Shopko’s bankruptcy created an opportunity in Pullman for two national retailers that are thriving during the coronavirus pandemic that has forced numerous stores to close temporarily.
Harbor Freight Tools opened at 1450 Grand Ave. in the middle of May, filling 18,000 square feet of the building that housed Shopko, which went out of business about a year ago.
Grocery Outlet is slated to join Harbor Freight in early September, occupying 24,000 square feet and leaving 26,000 square feet available for another store that’s being recruited, said Jennifer Hackman, economic development manager with the city of Pullman.
“This positive momentum in retail during the pandemic is absolutely a win, and it speaks to the underlying strength of the Pullman market, which continues to grow,” Hackman said.
Pullman benefits from the stability of farming in Whitman County and the presence of Schweitzer Engineering Laboratories, a manufacturer of high-tech equipment for electrical transmission that has remained open as an essential business.
SEL is the largest private employer in the region and has more than 2,600 staff members in Pullman.
The addition of Harbor Freight reflects the appreciation the family-owned company with more than 1,000 stores has for north central Idaho and southeastern Washington. It entered the region with its Lewiston store in October 2017.
The business doesn’t disclose performance of individual stores, but Harbor Freight spokesman Craig Hoffman said, “If (Lewiston) wasn’t doing well, we wouldn’t be opening another one in Pullman.”
Harbor Freight considered Pullman as a place to grow for quite a while.
“We’re always looking for good communities that we can be a part of,” Hoffman said.
The Pullman store has 35 employees and carries items such as automotive, power and hand tools as well as generators and welding supplies.
Demand for its merchandise stayed steady or grew as COVID-19 spread, partly because people need tools to keep sanitation systems and emergency vehicles running, Hoffman said.
“We’ve seen very sustained and good traffic,” he said.
The need for some safety gear was so intense that Harbor Freight removed the items from its shelves and donated them out of concern for those who had contracted coronavirus and the medical staff caring for them, Hoffman said.
It sent at least one pallet of nitrile gloves, face shields and N95 face masks to at least one emergency room in every town where it has a store as a way of making sure the supplies Harbor Freight on hand for painters and welders got to places they were needed most.
Similar to Harbor Freight, Grocery Outlet is weathering the pandemic well.
Attempts to reach Grocery Outlet for this story were not successful. But its executives discussed how the company is doing in a conference call for stock market analysts when its earnings were released May 11.
The business had a net income of $12.6 million in the first three months of this year, compared with $3.74 million for the same time last year.
The Pullman store is one of as many as 30 new stores Grocery Outlet expects to open this year, adding to 350 locations in Idaho, Washington, Oregon, Nevada, California and Pennsylvania, including one in Lewiston.

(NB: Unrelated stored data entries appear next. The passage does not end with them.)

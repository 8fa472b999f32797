//! Text recovery: OCR backends and the per-page recovery engine.

#[cfg(feature = "native")]
mod pure_engine;
mod recovery;

#[cfg(feature = "native")]
pub use pure_engine::PureOcrBackend;
pub use recovery::{RecoveryOptions, TextRecovery};

use std::sync::Arc;

use image::GrayImage;
use tracing::warn;

use crate::error::OcrError;
use crate::models::config::InvexConfig;
use crate::models::document::{BoundingBox, Token};

/// Per-call recognition parameters.
#[derive(Debug, Clone)]
pub struct RecognitionParams {
    /// Language hint, e.g. `fra` or `eng`.
    ///
    /// Advisory only. [`PureOcrBackend`] recognizes with whatever
    /// dictionary its models were loaded with and ignores the hint, so
    /// changing it does not change its output.
    pub language: String,
    /// Keep `[UNK]` markers in recognized text.
    pub keep_unk: bool,
}

impl Default for RecognitionParams {
    fn default() -> Self {
        Self {
            language: "fra".to_string(),
            keep_unk: false,
        }
    }
}

/// An OCR engine producing positioned word tokens.
///
/// Implementations are created once and shared across requests.
pub trait OcrBackend: Send + Sync {
    /// Short backend name reported in metadata.
    fn name(&self) -> &str;

    /// Recognize the words on a page bitmap.
    fn recognize(&self, image: &GrayImage, params: &RecognitionParams) -> Result<Vec<Token>, OcrError>;

    /// Whether the backend can currently serve requests.
    fn is_available(&self) -> bool {
        true
    }
}

/// Placeholder backend used when the real one failed to load.
pub struct UnavailableBackend {
    reason: String,
}

impl UnavailableBackend {
    pub fn new(reason: impl Into<String>) -> Self {
        Self {
            reason: reason.into(),
        }
    }
}

impl OcrBackend for UnavailableBackend {
    fn name(&self) -> &str {
        "unavailable"
    }

    fn recognize(&self, _image: &GrayImage, _params: &RecognitionParams) -> Result<Vec<Token>, OcrError> {
        Err(OcrError::Unavailable(self.reason.clone()))
    }

    fn is_available(&self) -> bool {
        false
    }
}

/// Load the configured backend, falling back to [`UnavailableBackend`] when
/// the models cannot be loaded.
pub fn create_backend(config: &InvexConfig) -> Arc<dyn OcrBackend> {
    #[cfg(feature = "native")]
    {
        match PureOcrBackend::from_config(config) {
            Ok(backend) => Arc::new(backend),
            Err(e) => {
                warn!("OCR backend unavailable: {}", e);
                Arc::new(UnavailableBackend::new(e.to_string()))
            }
        }
    }

    #[cfg(not(feature = "native"))]
    {
        let _ = config;
        warn!("Built without the `native` feature, no OCR backend");
        Arc::new(UnavailableBackend::new("built without an OCR backend"))
    }
}

/// Split a recognized line into word tokens.
///
/// Each word gets a share of the line width proportional to its position in
/// the character sequence.
pub fn split_line(text: &str, bbox: BoundingBox, confidence: f32) -> Vec<Token> {
    let chars: Vec<char> = text.chars().collect();
    let total = chars.len();
    if total == 0 {
        return Vec::new();
    }
    let char_width = bbox.width() / total as f32;

    let mut tokens = Vec::new();
    let mut start: Option<usize> = None;
    for i in 0..=total {
        let is_space = i == total || chars[i].is_whitespace();
        match (start, is_space) {
            (None, false) => start = Some(i),
            (Some(s), true) => {
                let word: String = chars[s..i].iter().collect();
                let word_box = BoundingBox::new(
                    bbox.left + s as f32 * char_width,
                    bbox.top,
                    bbox.left + i as f32 * char_width,
                    bbox.bottom,
                );
                tokens.push(Token::new(word, word_box, confidence));
                start = None;
            }
            _ => {}
        }
    }
    tokens
}

/// Character-weighted mean confidence of a token set.
pub fn weighted_confidence(tokens: &[Token]) -> f32 {
    let (sum, weight) = tokens.iter().fold((0.0f32, 0usize), |(sum, weight), t| {
        let chars = t.text.chars().count().max(1);
        (sum + t.confidence * chars as f32, weight + chars)
    });
    if weight == 0 { 0.0 } else { sum / weight as f32 }
}

#[cfg(test)]
mod tests {
    use super::*;
    use pretty_assertions::assert_eq;

    #[test]
    fn test_split_line_positions() {
        let bbox = BoundingBox::new(0.0, 10.0, 110.0, 30.0);
        let tokens = split_line("Total TTC 1200", bbox, 0.9);
        let texts: Vec<&str> = tokens.iter().map(|t| t.text.as_str()).collect();
        assert_eq!(texts, vec!["Total", "TTC", "1200"]);

        // 14 chars over 110px
        let w = 110.0 / 14.0;
        assert!((tokens[1].bbox.left - 6.0 * w).abs() < 1e-3);
        assert!((tokens[2].bbox.right - 110.0).abs() < 1e-3);
        assert_eq!(tokens[0].bbox.top, 10.0);
    }

    #[test]
    fn test_split_line_blank() {
        assert!(split_line("   ", BoundingBox::default(), 1.0).is_empty());
    }

    #[test]
    fn test_weighted_confidence_favors_long_tokens() {
        let tokens = vec![
            Token::new("a", BoundingBox::default(), 0.1),
            Token::new("abcdefghi", BoundingBox::default(), 0.9),
        ];
        let conf = weighted_confidence(&tokens);
        assert!((conf - 0.82).abs() < 1e-4);
        assert_eq!(weighted_confidence(&[]), 0.0);
    }

    #[test]
    fn test_unavailable_backend() {
        let backend = UnavailableBackend::new("models missing");
        assert!(!backend.is_available());
        let err = backend
            .recognize(&GrayImage::new(1, 1), &RecognitionParams::default())
            .unwrap_err();
        assert!(matches!(err, OcrError::Unavailable(_)));
    }
}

The stores carry staples such as fresh milk and meat as well as discounted items acquired through a variety of sources.
Grocery Outlet has been able to keep its stores well stocked, partly because it has accepted goods that normally would have gone to the food service, restaurant, airport and department store industries, where sales declined during shutdowns instituted to slow the spread of COVID-19.
Many new customers discovered Grocery Outlet, sometimes when they couldn’t find what they needed where they normally shop, said Grocery Outlet President R.J. Sheedy.
“The healthy inventory … makes a nice impression on customers,” Sheedy said.